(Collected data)
.....

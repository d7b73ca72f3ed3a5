//! Operator command domain.
//!
//! A command is a typed intent with parameters, produced by the
//! natural-language parser and executed by the engine. Commands move
//! through PENDING → EXECUTING → (EXECUTED | FAILED | INVALID) and carry
//! their timing for observability.

use chrono::{DateTime, Utc};
use serde::{Deserialize, Serialize};
use serde_json::Value;
use std::time::Duration;
use thiserror::Error;
use uuid::Uuid;

use crate::item::Priority;

pub mod engine;
pub mod parser;

pub use engine::{CommandEngine, CommandOutcome};
pub use parser::{MockParser, ParseError, Parser, RemoteParser};

/// Errors raised by command validation.
#[derive(Debug, Error, PartialEq, Eq)]
pub enum CommandError {
    #[error("missing parameter '{0}'")]
    MissingParameter(String),

    #[error("invalid parameter '{name}': {reason}")]
    InvalidParameter { name: String, reason: String },

    #[error("unsupported intent '{0}'")]
    UnsupportedIntent(String),
}

/// Identifier for a command.
#[derive(Debug, Clone, Copy, PartialEq, Eq, Hash, Serialize, Deserialize)]
#[serde(transparent)]
pub struct CommandId(Uuid);

impl CommandId {
    pub fn new() -> Self {
        Self(Uuid::new_v4())
    }

    pub fn parse(s: &str) -> Result<Self, uuid::Error> {
        Ok(Self(Uuid::parse_str(s)?))
    }
}

impl Default for CommandId {
    fn default() -> Self {
        Self::new()
    }
}

impl std::fmt::Display for CommandId {
    fn fmt(&self, f: &mut std::fmt::Formatter<'_>) -> std::fmt::Result {
        write!(f, "{}", self.0)
    }
}

/// Coarse classification of a command.
#[derive(Debug, Clone, Copy, PartialEq, Eq, Serialize, Deserialize)]
#[serde(rename_all = "snake_case")]
pub enum CommandKind {
    QueueModification,
    SystemConfiguration,
    StatusQuery,
    Analytics,
}

/// The supported command intents.
#[derive(Debug, Clone, Copy, PartialEq, Eq, Serialize, Deserialize)]
#[serde(rename_all = "snake_case")]
pub enum Intent {
    ChangePriorityByGroup,
    ChangePriorityByAge,
    ShowNext,
    QueueDistribution,
    WaitingItems,
    EnableStarvationMode,
    SetMaxWait,
}

impl Intent {
    pub fn as_str(&self) -> &'static str {
        match self {
            Intent::ChangePriorityByGroup => "change_priority_by_group",
            Intent::ChangePriorityByAge => "change_priority_by_age",
            Intent::ShowNext => "show_next",
            Intent::QueueDistribution => "queue_distribution",
            Intent::WaitingItems => "waiting_items",
            Intent::EnableStarvationMode => "enable_starvation_mode",
            Intent::SetMaxWait => "set_max_wait",
        }
    }

    pub fn parse(s: &str) -> Result<Self, CommandError> {
        match s {
            "change_priority_by_group" => Ok(Intent::ChangePriorityByGroup),
            "change_priority_by_age" => Ok(Intent::ChangePriorityByAge),
            "show_next" => Ok(Intent::ShowNext),
            "queue_distribution" => Ok(Intent::QueueDistribution),
            "waiting_items" => Ok(Intent::WaitingItems),
            "enable_starvation_mode" => Ok(Intent::EnableStarvationMode),
            "set_max_wait" => Ok(Intent::SetMaxWait),
            other => Err(CommandError::UnsupportedIntent(other.to_string())),
        }
    }

    pub fn kind(&self) -> CommandKind {
        match self {
            Intent::ChangePriorityByGroup | Intent::ChangePriorityByAge => {
                CommandKind::QueueModification
            }
            Intent::ShowNext | Intent::WaitingItems => CommandKind::StatusQuery,
            Intent::QueueDistribution => CommandKind::Analytics,
            Intent::EnableStarvationMode | Intent::SetMaxWait => {
                CommandKind::SystemConfiguration
            }
        }
    }
}

impl std::fmt::Display for Intent {
    fn fmt(&self, f: &mut std::fmt::Formatter<'_>) -> std::fmt::Result {
        write!(f, "{}", self.as_str())
    }
}

/// Execution status of a command.
#[derive(Debug, Clone, Copy, PartialEq, Eq, Serialize, Deserialize)]
#[serde(rename_all = "lowercase")]
pub enum CommandStatus {
    Pending,
    Executing,
    Executed,
    Failed,
    Invalid,
}

impl CommandStatus {
    pub fn as_str(&self) -> &'static str {
        match self {
            CommandStatus::Pending => "pending",
            CommandStatus::Executing => "executing",
            CommandStatus::Executed => "executed",
            CommandStatus::Failed => "failed",
            CommandStatus::Invalid => "invalid",
        }
    }
}

impl std::fmt::Display for CommandStatus {
    fn fmt(&self, f: &mut std::fmt::Formatter<'_>) -> std::fmt::Result {
        write!(f, "{}", self.as_str())
    }
}

/// A parsed operator command with its execution record.
#[derive(Debug, Clone, Serialize)]
pub struct Command {
    pub id: CommandId,
    pub original_text: String,
    pub intent: Intent,
    pub kind: CommandKind,
    pub parameters: serde_json::Map<String, Value>,
    pub status: CommandStatus,
    pub result: Option<Value>,
    pub error: Option<String>,
    pub created_at: DateTime<Utc>,
    pub executed_at: Option<DateTime<Utc>>,
    #[serde(skip)]
    pub execution_time: Option<Duration>,
}

impl Command {
    pub fn new(
        original_text: impl Into<String>,
        intent: Intent,
        parameters: serde_json::Map<String, Value>,
    ) -> Self {
        Self {
            id: CommandId::new(),
            original_text: original_text.into(),
            intent,
            kind: intent.kind(),
            parameters,
            status: CommandStatus::Pending,
            result: None,
            error: None,
            created_at: Utc::now(),
            executed_at: None,
            execution_time: None,
        }
    }

    pub fn start_execution(&mut self) {
        self.status = CommandStatus::Executing;
    }

    pub fn complete_execution(&mut self, result: Value) {
        let now = Utc::now();
        self.status = CommandStatus::Executed;
        self.result = Some(result);
        self.executed_at = Some(now);
        self.execution_time = (now - self.created_at).to_std().ok();
    }

    pub fn fail_execution(&mut self, error: impl Into<String>) {
        let now = Utc::now();
        self.status = CommandStatus::Failed;
        self.error = Some(error.into());
        self.executed_at = Some(now);
        self.execution_time = (now - self.created_at).to_std().ok();
    }

    pub fn mark_invalid(&mut self, reason: impl Into<String>) {
        self.status = CommandStatus::Invalid;
        self.error = Some(reason.into());
    }

    /// Integer parameter; accepts JSON integers and whole floats.
    pub fn get_i64(&self, key: &str) -> Option<i64> {
        let value = self.parameters.get(key)?;
        value
            .as_i64()
            .or_else(|| value.as_f64().map(|f| f as i64))
    }

    /// String parameter.
    pub fn get_str(&self, key: &str) -> Option<&str> {
        self.parameters.get(key)?.as_str()
    }

    /// Priority parameter, validated to [1, 5].
    pub fn get_priority(&self, key: &str) -> Option<Priority> {
        Priority::new(self.get_i64(key)?).ok()
    }
}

.....

Only lines that include "enum" belong in the answer; return them from the entries above.

pub enum CommandError {
pub enum CommandKind {
pub enum Intent {
pub enum CommandStatus {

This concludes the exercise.